RECORDING AT HOME
(mixing in the studio)
a vital guide
If you have a microphone and computer, you may already be making recordings at home. It's possible but unlikely that you'll produce tracks that compete with studio releases. However, sometimes the musical performances recorded at home can't be equaled at the studio. The challenge is to make recordings with a limited range of gear, imperfect acoustics, and less experience, that all works in the final mix.
The good news is that it can be done, and sometimes it's hard to tell the difference. Many artists now choose to split their recording between home and the studio to have the best of both worlds.
Should I really record at home?
Of course, you should record at home! However, just in case you haven't noticed, you're on a recording studio website. We have a bias, and for good reasons.
We have mixed hundreds of home recordings, and it is possible to have a finished product that sounds terrific and that you can feel proud of. For many, this is a great option.
Let's face it. The main reasons to record at home are to save money and work in your own space. And, you can work the hours that you choose. Even if you rerecord at a studio, you'll have the experience of the process. Yes, record at home.
Your home is unlikely to have professionally designed acoustics.
You may have extraneous sounds that interject into your recordings.
Although you're in your own comfortable space, you may be distracted with partners, children, animals, and the neighbor's lawnmower.
You will not be working with an experienced producer or specialist vocal coach who can assist in bringing out your very best performance.
You have to operate the recording gear and perform at the same time.
No studio owns just one microphone model to use on all applications.
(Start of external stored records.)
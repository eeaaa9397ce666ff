//! Relational backend integration tests against a throwaway SQLite database.

use std::sync::Arc;

use sea_orm::ConnectionTrait;
use serde_json::{json, Value};
use tempfile::TempDir;

use common::{AppError, DatabaseConfig};
use data_provider::relational::Database;
use data_provider::{DataProvider, RelationalProvider, SeaOrmClient};
use domain::{
    CreateParams, DeleteManyParams, DeleteParams, GetManyParams, GetManyReferenceParams,
    GetOneParams, Identifier, Query, Record, ResourceRegistry, ResourceSchema, SortOrder,
    UpdateManyParams, UpdateParams,
};

const SCHEMA: &str = r#"
CREATE TABLE products (
    id TEXT PRIMARY KEY NOT NULL,
    name TEXT,
    category TEXT,
    price REAL,
    cost REAL,
    "vendorId" TEXT,
    "createdAt" TEXT,
    "updatedAt" TEXT
)"#;

struct TestDb {
    provider: RelationalProvider,
    // Keeps the database file alive for the test
    _dir: TempDir,
}

async fn setup() -> TestDb {
    let dir = tempfile::tempdir().unwrap();
    let config = DatabaseConfig {
        url: format!("sqlite://{}?mode=rwc", dir.path().join("test.db").display()),
        max_connections: 4,
        min_connections: 1,
    };
    let db = Database::connect(&config).await.unwrap();
    db.ping().await.unwrap();
    db.connection().execute_unprepared(SCHEMA).await.unwrap();

    let registry = ResourceRegistry::new().register(ResourceSchema::new(
        "products",
        ["name", "category", "price", "vendorId"],
    ));
    let provider =
        RelationalProvider::new(Arc::new(SeaOrmClient::new(db.get_connection())), registry);

    TestDb {
        provider,
        _dir: dir,
    }
}

fn record(value: Value) -> Record {
    value.as_object().cloned().expect("record literal must be an object")
}

async fn create(provider: &RelationalProvider, data: Value) -> Record {
    provider
        .create("products", CreateParams { data: record(data) })
        .await
        .unwrap()
        .data
}

async fn catalog(provider: &RelationalProvider) -> Vec<Record> {
    vec![
        create(provider, json!({ "name": "Hammer", "category": "tools", "price": 20, "vendorId": "v1" })).await,
        create(provider, json!({ "name": "Saw", "category": "tools", "price": 30, "vendorId": "v2" })).await,
        create(provider, json!({ "name": "Glue 50% extra", "category": "supplies", "price": 10, "vendorId": "v1" })).await,
    ]
}

fn names(records: &[Record]) -> Vec<&str> {
    records
        .iter()
        .map(|r| r["name"].as_str().unwrap_or_default())
        .collect()
}

#[tokio::test]
async fn test_create_round_trip() {
    let db = setup().await;
    let created = create(
        &db.provider,
        json!({ "name": "Widget", "price": 5, "secret": "dropped", "id": "forged" }),
    )
    .await;

    let id = Identifier::of(&created).unwrap();
    assert_ne!(id.as_str(), "forged");
    assert!(uuid::Uuid::parse_str(id.as_str()).is_ok());
    assert!(!created.contains_key("secret"));
    assert!(created["createdAt"].is_string());

    let fetched = db
        .provider
        .get_one("products", GetOneParams { id })
        .await
        .unwrap();
    assert_eq!(fetched.data, created);
}

#[tokio::test]
async fn test_list_defaults_to_insertion_order() {
    let db = setup().await;
    catalog(&db.provider).await;

    let result = db.provider.get_list("products", Query::new()).await.unwrap();
    assert_eq!(result.total, 3);
    assert_eq!(result.total_pages, 1);
    assert_eq!(names(&result.data), vec!["Hammer", "Saw", "Glue 50% extra"]);
}

#[tokio::test]
async fn test_sort_desc_and_pagination() {
    let db = setup().await;
    catalog(&db.provider).await;

    let result = db
        .provider
        .get_list(
            "products",
            Query::new().sort_by("price", SortOrder::Desc).paginate(1, 2),
        )
        .await
        .unwrap();

    let prices: Vec<f64> = result
        .data
        .iter()
        .filter_map(|r| r["price"].as_f64())
        .collect();
    assert_eq!(prices, vec![30.0, 20.0]);
    assert_eq!(result.total, 3);
    assert_eq!(result.total_pages, 2);

    let last = db
        .provider
        .get_list(
            "products",
            Query::new().sort_by("price", SortOrder::Desc).paginate(2, 2),
        )
        .await
        .unwrap();
    assert_eq!(names(&last.data), vec!["Glue 50% extra"]);
}

#[tokio::test]
async fn test_filters_and_search() {
    let db = setup().await;
    catalog(&db.provider).await;

    let tools = db
        .provider
        .get_list("products", Query::new().filter_by("category", "TOOL"))
        .await
        .unwrap();
    assert_eq!(names(&tools.data), vec!["Hammer", "Saw"]);

    let vendors = db
        .provider
        .get_list(
            "products",
            Query::new().filter_by("vendorId", json!(["v2", "v9"])),
        )
        .await
        .unwrap();
    assert_eq!(names(&vendors.data), vec!["Saw"]);

    // Search replaces the filter
    let searched = db
        .provider
        .get_list(
            "products",
            Query::new().filter_by("category", "tools").search("glue"),
        )
        .await
        .unwrap();
    assert_eq!(names(&searched.data), vec!["Glue 50% extra"]);
}

#[tokio::test]
async fn test_like_wildcards_match_literally() {
    let db = setup().await;
    catalog(&db.provider).await;

    let percent = db
        .provider
        .get_list("products", Query::new().search("50%"))
        .await
        .unwrap();
    assert_eq!(names(&percent.data), vec!["Glue 50% extra"]);

    let underscore = db
        .provider
        .get_list("products", Query::new().search("_"))
        .await
        .unwrap();
    assert_eq!(underscore.total, 0);
}

#[tokio::test]
async fn test_get_many_reference() {
    let db = setup().await;
    catalog(&db.provider).await;

    let result = db
        .provider
        .get_many_reference(
            "products",
            GetManyReferenceParams {
                target: "vendorId".to_string(),
                id: "v1".into(),
                query: Query::new().sort_by("price", SortOrder::Asc),
            },
        )
        .await
        .unwrap();

    assert_eq!(names(&result.data), vec!["Glue 50% extra", "Hammer"]);
    assert_eq!(result.total, 2);
}

#[tokio::test]
async fn test_get_many_in_requested_order() {
    let db = setup().await;
    let products = catalog(&db.provider).await;
    let id = |i: usize| Identifier::of(&products[i]).unwrap();

    let result = db
        .provider
        .get_many(
            "products",
            GetManyParams {
                ids: vec![id(2), "missing".into(), id(0)],
            },
        )
        .await
        .unwrap();

    assert_eq!(names(&result.data), vec!["Glue 50% extra", "Hammer"]);
}

#[tokio::test]
async fn test_update_and_update_many() {
    let db = setup().await;
    let products = catalog(&db.provider).await;
    let hammer = Identifier::of(&products[0]).unwrap();

    let updated = db
        .provider
        .update(
            "products",
            UpdateParams {
                id: hammer.clone(),
                data: record(json!({ "price": 25 })),
                previous_data: Some(products[0].clone()),
            },
        )
        .await
        .unwrap()
        .data;
    assert_eq!(updated["price"].as_f64(), Some(25.0));
    assert_eq!(updated["name"], json!("Hammer"));
    assert_eq!(updated["createdAt"], products[0]["createdAt"]);

    let ids: Vec<Identifier> = products.iter().filter_map(Identifier::of).collect();
    let result = db
        .provider
        .update_many(
            "products",
            UpdateManyParams {
                ids: ids.clone(),
                data: record(json!({ "category": "sale" })),
            },
        )
        .await
        .unwrap();
    assert_eq!(result.data, ids);

    let sale = db
        .provider
        .get_list("products", Query::new().filter_by("category", "sale"))
        .await
        .unwrap();
    assert_eq!(sale.total, 3);
}

#[tokio::test]
async fn test_missing_rows_are_not_found() {
    let db = setup().await;
    let missing: Identifier = "missing".into();

    let err = db
        .provider
        .get_one("products", GetOneParams { id: missing.clone() })
        .await
        .unwrap_err();
    assert_eq!(err, AppError::not_found("products", "missing"));

    let err = db
        .provider
        .update(
            "products",
            UpdateParams {
                id: missing,
                data: record(json!({ "name": "x" })),
                previous_data: None,
            },
        )
        .await
        .unwrap_err();
    assert!(err.is_not_found());
}

#[tokio::test]
async fn test_double_delete_fails() {
    let db = setup().await;
    let products = catalog(&db.provider).await;
    let params = DeleteParams {
        id: Identifier::of(&products[1]).unwrap(),
        previous_data: None,
    };

    let removed = db.provider.delete("products", params.clone()).await.unwrap();
    assert_eq!(removed.data["name"], json!("Saw"));

    let err = db.provider.delete("products", params).await.unwrap_err();
    assert_eq!(err.code(), "NOT_FOUND");
}

#[tokio::test]
async fn test_delete_many() {
    let db = setup().await;
    let products = catalog(&db.provider).await;
    let ids = vec![Identifier::of(&products[0]).unwrap(), "missing".into()];

    let result = db
        .provider
        .delete_many("products", DeleteManyParams { ids: ids.clone() })
        .await
        .unwrap();
    assert_eq!(result.data, ids);

    let rest = db.provider.get_list("products", Query::new()).await.unwrap();
    assert_eq!(rest.total, 2);
}

#[tokio::test]
async fn test_page_far_past_the_end_is_empty() {
    let db = setup().await;
    catalog(&db.provider).await;

    let result = db
        .provider
        .get_list("products", Query::new().paginate(i64::MAX, i64::MAX))
        .await
        .unwrap();
    assert!(result.data.is_empty());
    assert_eq!(result.total, 3);
}

#[tokio::test]
async fn test_unlisted_columns_cannot_be_queried() {
    let db = setup().await;
    catalog(&db.provider).await;

    // `cost` exists in the table but is not part of the schema
    let err = db
        .provider
        .get_list("products", Query::new().filter_by("cost", 5))
        .await
        .unwrap_err();
    assert_eq!(err.code(), "VALIDATION_ERROR");

    let err = db
        .provider
        .get_list("products", Query::new().sort_by("cost", SortOrder::Desc))
        .await
        .unwrap_err();
    assert_eq!(err.code(), "VALIDATION_ERROR");

    let err = db
        .provider
        .get_list("products", Query::new().filter_by("color", "red"))
        .await
        .unwrap_err();
    assert_eq!(err.code(), "VALIDATION_ERROR");
}

#[tokio::test]
async fn test_unregistered_resource() {
    let db = setup().await;
    let err = db
        .provider
        .get_list("orders", Query::new())
        .await
        .unwrap_err();
    assert_eq!(err.code(), "UNKNOWN_RESOURCE");
}

#[tokio::test]
async fn test_missing_table_is_a_backend_failure() {
    let dir = tempfile::tempdir().unwrap();
    let config = DatabaseConfig {
        url: format!("sqlite://{}?mode=rwc", dir.path().join("empty.db").display()),
        max_connections: 1,
        min_connections: 1,
    };
    let provider = RelationalProvider::connect(
        &config,
        ResourceRegistry::new().register(ResourceSchema::new("orders", ["total"])),
    )
    .await
    .unwrap();

    let err = provider
        .get_list("orders", Query::new())
        .await
        .unwrap_err();
    assert_eq!(err.code(), "BACKEND_OPERATION_FAILED");
    assert!(err.to_string().starts_with("getList on orders failed"));
}

#[tokio::test]
async fn test_unreachable_database_fails_at_connect() {
    let dir = tempfile::tempdir().unwrap();
    let config = DatabaseConfig {
        url: format!("sqlite://{}?mode=ro", dir.path().join("absent.db").display()),
        max_connections: 1,
        min_connections: 1,
    };
    let err = RelationalProvider::connect(&config, ResourceRegistry::new())
        .await
        .err()
        .unwrap();
    assert_eq!(err.code(), "CONFIGURATION_ERROR");
}
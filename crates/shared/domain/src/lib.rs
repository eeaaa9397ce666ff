//! Domain layer - The resource query contract.
//!
//! This crate contains pure contract types with no infrastructure dependencies:
//! records and identifiers, list queries and results, per-resource schemas,
//! and the predicate tree every backend evaluates identically.

pub mod constants;
pub mod criteria;
pub mod error;
pub mod identifier;
pub mod query;
pub mod schema;

pub use constants::*;
pub use criteria::{compare_records, compare_values, Criterion, SearchMode, SearchScope};
pub use error::{DomainError, DomainResult};
pub use identifier::Identifier;
pub use query::{
    CreateParams, DeleteManyParams, DeleteParams, GetManyParams, GetManyReferenceParams,
    GetOneParams, IdsResult, ListResult, PageRequest, Pagination, Query, RecordResult,
    RecordsResult, Sort, SortOrder, UpdateManyParams, UpdateParams,
};
pub use schema::{ResourceRegistry, ResourceSchema};

/// A record: field name to schema-agnostic JSON value
pub type Record = serde_json::Map<String, serde_json::Value>;

/// Field filter: field name to expected value
pub type Filter = serde_json::Map<String, serde_json::Value>;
No single microphone sounds good on everything. A microphone that sounds perfect for one female voice may be detrimental for a different female voice.
Should I mix my own recordings?
No! In a word, and here's why...
Knowledge and Experience
It takes hundreds, if not thousands, of hours to learn to mix tracks that will sound good on Spotify and youtube, against the competition. Every successful song on the radio was professionally mixed.
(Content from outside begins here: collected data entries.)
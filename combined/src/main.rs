//! Resource admin CLI - runs data provider operations from the shell.
//!
//! Configuration comes from the environment (see `ProviderConfig::from_env`);
//! results are printed to stdout as JSON, logs go to stderr.

mod cli;
mod commands;

use std::process::ExitCode;

use clap::Parser;

use common::{init_tracing, AppResult, ProviderConfig};
use data_provider::ProviderFactory;

use crate::cli::Cli;

async fn run(cli: Cli) -> AppResult<()> {
    let mut config = ProviderConfig::from_env()?;
    if let Some(provider) = cli.provider {
        config.provider_type = provider;
    }
    if cli.no_delay {
        config.local.delay_ms = 0;
        config.local.jitter_ms = 0;
    }
    tracing::debug!(?config, "Loaded provider configuration");

    let factory = ProviderFactory::new();
    let handle = factory.get_instance(&config).await?;

    let output = commands::execute(cli.command, &handle).await?;
    let rendered = serde_json::to_string_pretty(&output)
        .map_err(|e| common::AppError::internal(e.to_string()))?;
    println!("{}", rendered);
    Ok(())
}

#[tokio::main]
async fn main() -> ExitCode {
    let cli = Cli::parse();
    init_tracing(cli.verbose);

    match run(cli).await {
        Ok(()) => ExitCode::SUCCESS,
        Err(e) => {
            tracing::error!(code = e.code(), "{}", e);
            eprintln!("error [{}]: {}", e.code(), e);
            ExitCode::FAILURE
        }
    }
}
//! Local backend: in-memory collections with optional durable mirroring.
//!
//! Reference implementation of the contract and the development/test double.
//! Each resource is a vector of records scanned linearly. When a
//! [`KeyValueStore`] is attached, a resource is read through from it on first
//! access and written through on every mutation. A mutation is applied to a
//! copy of the collection and only becomes visible once the store accepted it.

mod latency;
mod persistence;

pub use latency::{from_config as delay_from_config, DelayStrategy, FixedDelay, JitterDelay, NoDelay};
pub use persistence::{Collection, FileStore, KeyValueStore, MemoryStore};

use std::collections::HashMap;
use std::sync::Arc;

use async_trait::async_trait;
use chrono::{SecondsFormat, Utc};
use serde_json::Value;
use tokio::sync::Mutex;
use tracing::debug;

use common::{AppError, AppResult, OptionExt};
use domain::{
    compare_records, is_managed_field, CreateParams, Criterion, DeleteManyParams, DeleteParams,
    GetManyParams, GetManyReferenceParams, GetOneParams, Identifier, IdsResult, ListResult, Query,
    Record, RecordResult, RecordsResult, ResourceRegistry, SearchMode, SearchScope,
    UpdateManyParams, UpdateParams, CREATED_AT_FIELD, ID_FIELD, UPDATED_AT_FIELD,
};

use crate::provider::DataProvider;

/// In-memory implementation of [`DataProvider`].
pub struct LocalProvider {
    collections: Mutex<HashMap<String, Collection>>,
    registry: ResourceRegistry,
    search_mode: SearchMode,
    delay: Arc<dyn DelayStrategy>,
    store: Option<Arc<dyn KeyValueStore>>,
}

impl Default for LocalProvider {
    fn default() -> Self {
        Self::new()
    }
}

impl LocalProvider {
    /// Empty provider without latency or persistence
    pub fn new() -> Self {
        Self {
            collections: Mutex::new(HashMap::new()),
            registry: ResourceRegistry::default(),
            search_mode: SearchMode::default(),
            delay: Arc::new(NoDelay),
            store: None,
        }
    }

    /// Apply resource allowlists when registered
    pub fn with_registry(mut self, registry: ResourceRegistry) -> Self {
        self.registry = registry;
        self
    }

    pub fn with_search_mode(mut self, mode: SearchMode) -> Self {
        self.search_mode = mode;
        self
    }

    pub fn with_delay(mut self, delay: Arc<dyn DelayStrategy>) -> Self {
        self.delay = delay;
        self
    }

    /// Mirror collections into a durable store
    pub fn with_store(mut self, store: Arc<dyn KeyValueStore>) -> Self {
        self.store = Some(store);
        self
    }

    /// Replace a resource's records, persisting them when a store is attached.
    pub async fn seed(&self, resource: &str, records: Vec<Record>) -> AppResult<()> {
        let mut collections = self.collections.lock().await;
        let collection = Collection::from_records(records);
        self.persist(resource, &collection).await?;
        debug!(resource, count = collection.records.len(), "Seeded local collection");
        collections.insert(resource.to_string(), collection);
        Ok(())
    }

    /// Load a collection on first access
    async fn collection<'a>(
        &self,
        collections: &'a mut HashMap<String, Collection>,
        resource: &str,
    ) -> AppResult<&'a mut Collection> {
        if !collections.contains_key(resource) {
            let collection = match &self.store {
                Some(store) => store.read(resource).await?.unwrap_or_default(),
                None => Collection::default(),
            };
            collections.insert(resource.to_string(), collection);
        }
        collections
            .get_mut(resource)
            .ok_or_else(|| AppError::internal(format!("collection {} vanished", resource)))
    }

    async fn persist(&self, resource: &str, collection: &Collection) -> AppResult<()> {
        match &self.store {
            Some(store) => store.write(resource, collection).await,
            None => Ok(()),
        }
    }

    /// Persist the modified copy, then swap it in. A failed write leaves the
    /// in-memory collection untouched.
    async fn commit(
        &self,
        resource: &str,
        current: &mut Collection,
        next: Collection,
    ) -> AppResult<()> {
        self.persist(resource, &next).await?;
        *current = next;
        Ok(())
    }

    /// Caller payload restricted to writable fields
    fn payload(&self, resource: &str, data: &Record) -> Record {
        match self.registry.get(resource) {
            Some(schema) => schema.writable(data),
            None => data
                .iter()
                .filter(|(field, _)| !is_managed_field(field))
                .map(|(field, value)| (field.clone(), value.clone()))
                .collect(),
        }
    }

    /// Stored record restricted to the readable projection
    fn project(&self, resource: &str, record: &Record) -> Record {
        match self.registry.get(resource) {
            Some(schema) => schema.project(record),
            None => record.clone(),
        }
    }

    async fn list(
        &self,
        resource: &str,
        query: &Query,
        reference: Option<(&str, &Identifier)>,
    ) -> AppResult<ListResult> {
        latency::pause(self.delay.as_ref()).await;

        let schema = self.registry.get(resource);
        if let Some(schema) = schema {
            schema.check_query(query, reference.map(|(target, _)| target))?;
        }
        let scope = match schema {
            Some(schema) => SearchScope::Fields(schema.searchable_fields()),
            None => SearchScope::AllFields,
        };
        let criterion = Criterion::for_query(query, scope, self.search_mode, reference);

        let mut collections = self.collections.lock().await;
        let collection = self.collection(&mut collections, resource).await?;

        let mut matched: Vec<&Record> = collection
            .records
            .iter()
            .filter(|r| criterion.matches(r))
            .collect();
        let total = matched.len() as u64;

        // Vec::sort_by is stable, so ties keep insertion order
        if let Some(sort) = &query.sort {
            matched.sort_by(|a, b| compare_records(a, b, &sort.field, sort.order));
        }

        let page = query.page_request();
        let data = matched
            .into_iter()
            .skip(usize::try_from(page.offset()).unwrap_or(usize::MAX))
            .take(usize::try_from(page.limit()).unwrap_or(usize::MAX))
            .map(|r| self.project(resource, r))
            .collect();

        Ok(ListResult::new(data, total, page))
    }
}

fn timestamp() -> Value {
    Value::String(Utc::now().to_rfc3339_opts(SecondsFormat::Millis, true))
}

#[async_trait]
impl DataProvider for LocalProvider {
    async fn get_list(&self, resource: &str, query: Query) -> AppResult<ListResult> {
        self.list(resource, &query, None).await
    }

    async fn get_one(&self, resource: &str, params: GetOneParams) -> AppResult<RecordResult> {
        latency::pause(self.delay.as_ref()).await;

        let mut collections = self.collections.lock().await;
        let collection = self.collection(&mut collections, resource).await?;
        let record = collection
            .find(&params.id)
            .ok_or_not_found(resource, &params.id)?;

        Ok(RecordResult {
            data: self.project(resource, record),
        })
    }

    async fn get_many(&self, resource: &str, params: GetManyParams) -> AppResult<RecordsResult> {
        latency::pause(self.delay.as_ref()).await;

        let mut collections = self.collections.lock().await;
        let collection = self.collection(&mut collections, resource).await?;
        let data = params
            .ids
            .iter()
            .filter_map(|id| collection.find(id))
            .map(|r| self.project(resource, r))
            .collect();

        Ok(RecordsResult { data })
    }

    async fn get_many_reference(
        &self,
        resource: &str,
        params: GetManyReferenceParams,
    ) -> AppResult<ListResult> {
        self.list(resource, &params.query, Some((&params.target, &params.id)))
            .await
    }

    async fn create(&self, resource: &str, params: CreateParams) -> AppResult<RecordResult> {
        latency::pause(self.delay.as_ref()).await;

        let mut record = self.payload(resource, &params.data);
        let now = timestamp();

        let mut collections = self.collections.lock().await;
        let collection = self.collection(&mut collections, resource).await?;

        let mut next = collection.clone();
        record.insert(ID_FIELD.to_string(), Value::from(next.allocate_id()));
        record.insert(CREATED_AT_FIELD.to_string(), now.clone());
        record.insert(UPDATED_AT_FIELD.to_string(), now);
        next.records.push(record.clone());
        self.commit(resource, collection, next).await?;

        Ok(RecordResult {
            data: self.project(resource, &record),
        })
    }

    async fn update(&self, resource: &str, params: UpdateParams) -> AppResult<RecordResult> {
        latency::pause(self.delay.as_ref()).await;

        let changes = self.payload(resource, &params.data);

        let mut collections = self.collections.lock().await;
        let collection = self.collection(&mut collections, resource).await?;
        let index = collection
            .position(&params.id)
            .ok_or_not_found(resource, &params.id)?;

        let mut next = collection.clone();
        let record = &mut next.records[index];
        record.extend(changes);
        record.insert(UPDATED_AT_FIELD.to_string(), timestamp());
        let updated = record.clone();
        self.commit(resource, collection, next).await?;

        Ok(RecordResult {
            data: self.project(resource, &updated),
        })
    }

    async fn update_many(&self, resource: &str, params: UpdateManyParams) -> AppResult<IdsResult> {
        latency::pause(self.delay.as_ref()).await;

        let changes = self.payload(resource, &params.data);
        let now = timestamp();

        let mut collections = self.collections.lock().await;
        let collection = self.collection(&mut collections, resource).await?;
        let mut next = collection.clone();
        for record in next.records.iter_mut() {
            let selected = record
                .get(ID_FIELD)
                .is_some_and(|v| params.ids.iter().any(|id| id.matches(v)));
            if selected {
                record.extend(changes.clone());
                record.insert(UPDATED_AT_FIELD.to_string(), now.clone());
            }
        }
        self.commit(resource, collection, next).await?;

        Ok(IdsResult { data: params.ids })
    }

    async fn delete(&self, resource: &str, params: DeleteParams) -> AppResult<RecordResult> {
        latency::pause(self.delay.as_ref()).await;

        let mut collections = self.collections.lock().await;
        let collection = self.collection(&mut collections, resource).await?;
        let index = collection
            .position(&params.id)
            .ok_or_not_found(resource, &params.id)?;

        let mut next = collection.clone();
        let removed = next.records.remove(index);
        self.commit(resource, collection, next).await?;

        Ok(RecordResult {
            data: self.project(resource, &removed),
        })
    }

    async fn delete_many(&self, resource: &str, params: DeleteManyParams) -> AppResult<IdsResult> {
        latency::pause(self.delay.as_ref()).await;

        let mut collections = self.collections.lock().await;
        let collection = self.collection(&mut collections, resource).await?;
        let mut next = collection.clone();
        next.records.retain(|record| {
            !record
                .get(ID_FIELD)
                .is_some_and(|v| params.ids.iter().any(|id| id.matches(v)))
        });
        self.commit(resource, collection, next).await?;

        Ok(IdsResult { data: params.ids })
    }
}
You need people to give your songs a listen. If their first impression is that it doesn't sound right, then they will skip past within seconds.
Rooms and Gear
Speakers and room acoustics play a vital role at the mix stage. A mix engineer can even hear what type of speakers you're using on your mix by the mixing errors that become obvious later. Studio speakers cost upwards of $4,000 a pair, and studios will have more than one set to mix on, and that's after the mix room has had thousands spent on acoustic design.
Mixing on headphones is not a viable option as it also leads to significant issues with the finished mix. A professional mix engineer will always check mixes on headphones but never use them as a primary mixing tool.
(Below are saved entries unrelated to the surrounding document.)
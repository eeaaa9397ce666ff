//! Resource schemas: per-resource field allowlists.

use std::collections::BTreeMap;
use std::str::FromStr;

use serde::{Deserialize, Serialize};

use crate::constants::{is_managed_field, CREATED_AT_FIELD, ID_FIELD, UPDATED_AT_FIELD};
use crate::error::{DomainError, DomainResult};
use crate::query::Query;
use crate::Record;

/// Allowlist of caller-visible fields for one resource.
///
/// `fields` lists user fields only; `id`, `createdAt` and `updatedAt` are
/// always part of the projection and never writable.
#[derive(Debug, Clone, PartialEq, Eq, Serialize, Deserialize)]
pub struct ResourceSchema {
    pub name: String,
    pub fields: Vec<String>,
}

impl ResourceSchema {
    pub fn new<I, S>(name: impl Into<String>, fields: I) -> Self
    where
        I: IntoIterator<Item = S>,
        S: Into<String>,
    {
        let mut unique: Vec<String> = Vec::new();
        for field in fields.into_iter().map(Into::into) {
            if !is_managed_field(&field) && !unique.contains(&field) {
                unique.push(field);
            }
        }
        Self {
            name: name.into(),
            fields: unique,
        }
    }

    /// Fields consulted by free-text search
    pub fn searchable_fields(&self) -> &[String] {
        &self.fields
    }

    /// Columns returned by reads, in order
    pub fn projection(&self) -> Vec<String> {
        let mut columns = Vec::with_capacity(self.fields.len() + 3);
        columns.push(ID_FIELD.to_string());
        columns.extend(self.fields.iter().cloned());
        columns.push(CREATED_AT_FIELD.to_string());
        columns.push(UPDATED_AT_FIELD.to_string());
        columns
    }

    /// Check if callers may read or write a field
    pub fn allows(&self, field: &str) -> bool {
        self.fields.iter().any(|f| f == field)
    }

    /// Restrict a payload to writable allowlisted fields.
    pub fn writable(&self, data: &Record) -> Record {
        data.iter()
            .filter(|(field, _)| self.allows(field))
            .map(|(field, value)| (field.clone(), value.clone()))
            .collect()
    }

    /// Reject list queries that filter, sort or reference on a field outside
    /// the projection.
    pub fn check_query(&self, query: &Query, reference: Option<&str>) -> DomainResult<()> {
        let projection = self.projection();
        let fields = query
            .filter
            .keys()
            .map(String::as_str)
            .chain(query.sort.as_ref().map(|sort| sort.field.as_str()))
            .chain(reference);

        for field in fields {
            if !projection.iter().any(|column| column == field) {
                return Err(DomainError::validation(format!(
                    "{} has no queryable field '{}'",
                    self.name, field
                )));
            }
        }
        Ok(())
    }

    /// Restrict a stored record to the projection.
    pub fn project(&self, record: &Record) -> Record {
        self.projection()
            .into_iter()
            .filter_map(|field| record.get(&field).map(|v| (field, v.clone())))
            .collect()
    }
}

impl FromStr for ResourceSchema {
    type Err = DomainError;

    /// Parse `name=field1,field2`
    fn from_str(s: &str) -> Result<Self, Self::Err> {
        let (name, fields) = s
            .split_once('=')
            .ok_or_else(|| DomainError::invalid_schema(format!("expected 'name=fields' in '{}'", s)))?;
        let name = name.trim();
        if name.is_empty() {
            return Err(DomainError::invalid_schema("resource name must not be empty"));
        }
        let fields = fields
            .split(',')
            .map(str::trim)
            .filter(|f| !f.is_empty());
        Ok(ResourceSchema::new(name, fields))
    }
}

/// Registered resource schemas keyed by resource name.
#[derive(Debug, Clone, Default, PartialEq, Eq, Serialize, Deserialize)]
#[serde(transparent)]
pub struct ResourceRegistry {
    schemas: BTreeMap<String, ResourceSchema>,
}

impl ResourceRegistry {
    pub fn new() -> Self {
        Self::default()
    }

    /// Register (or replace) a schema
    pub fn register(mut self, schema: ResourceSchema) -> Self {
        self.schemas.insert(schema.name.clone(), schema);
        self
    }

    pub fn get(&self, resource: &str) -> Option<&ResourceSchema> {
        self.schemas.get(resource)
    }

    pub fn resources(&self) -> impl Iterator<Item = &str> {
        self.schemas.keys().map(String::as_str)
    }

    pub fn is_empty(&self) -> bool {
        self.schemas.is_empty()
    }

    /// Parse `users=name,email;posts=title,body`
    pub fn parse(descriptor: &str) -> DomainResult<Self> {
        descriptor
            .split(';')
            .map(str::trim)
            .filter(|entry| !entry.is_empty())
            .try_fold(Self::new(), |registry, entry| Ok(registry.register(entry.parse()?)))
    }
}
It saves you time to have a professional mix your music, giving you more time to write more songs. Don't get bogged down learning about phase distortion, multiband compression, M/S master processing, sidechaining, distribution specifications, mono compatibility, comb filtering, transient manipulation, etc.
Having a separate pair of ears to work with you will help bring out the most from your songwriting and arranging. Our producer/engineer has worked as a full-time musician and produced hundreds of songs in many genres and styles.
One interesting and quite complex example
Anita Levy has sent home recordings for mixing since 2016. She finds it best to create in her own time in her own way with a simple home studio. The tracks are edited, mixed, and mastered here at Soggy Dog Recording.
This one was complex, with 60 channels of audio without edits. Most of the parts were retained for the final mix, included some spoken Japanese. The chosen piano sample was unusable, so her pianist came to the studio to record using our grand piano.
The first sample is the original home mix, and the second is our studio mix. Watch and listen to the entire track on the youtube link.
Two more examples
Making Your Home Recording
Before you begin recording, call Steve on 0415 236 303. He will answer questions, no obligation, and help you prepare.
Let's get the best out of your room, your gear, and your musicianship.
You'll need at least a reasonable USB condenser microphone or a condenser microphone and external USB soundcard. If you have two microphones and a USB sound car, even better.
If you know how to do this, record at 24bit (16 will do) and 44.1 kHz (48 will also do). Export to .wav files and not MP3.
Always set levels conservatively. It's better to record too soft than too loud. Be very careful with brass instruments that will clip at low metering levels.
Closed-back headphones are the best for avoiding 'click' bleed. However, an alternative approach is to use earbuds and put industrial ear muffs over the top. You will generally need to record with a click track, but we don't want to hear click bleed on the recording.
Any computer with recording software will do. Paid software is better than free, but starting with free is fine. (The quality of the recording will not suffer.)
Acoustics for recording
Even more important than your microphone choice is the space that you make your recording. The recording space should be a quiet room where you cannot hear birds, motors, trains, cars, animals, heating/aircon, or other noises. Your ears become accustomed to the noises where you live and tune them out. The microphone never learns to tune them out.
Your room should be an acoustically dead space. A bedroom with soft furnishings works well. Don't record in the kitchen or bathroom, except for handclaps and sometimes, harmonica.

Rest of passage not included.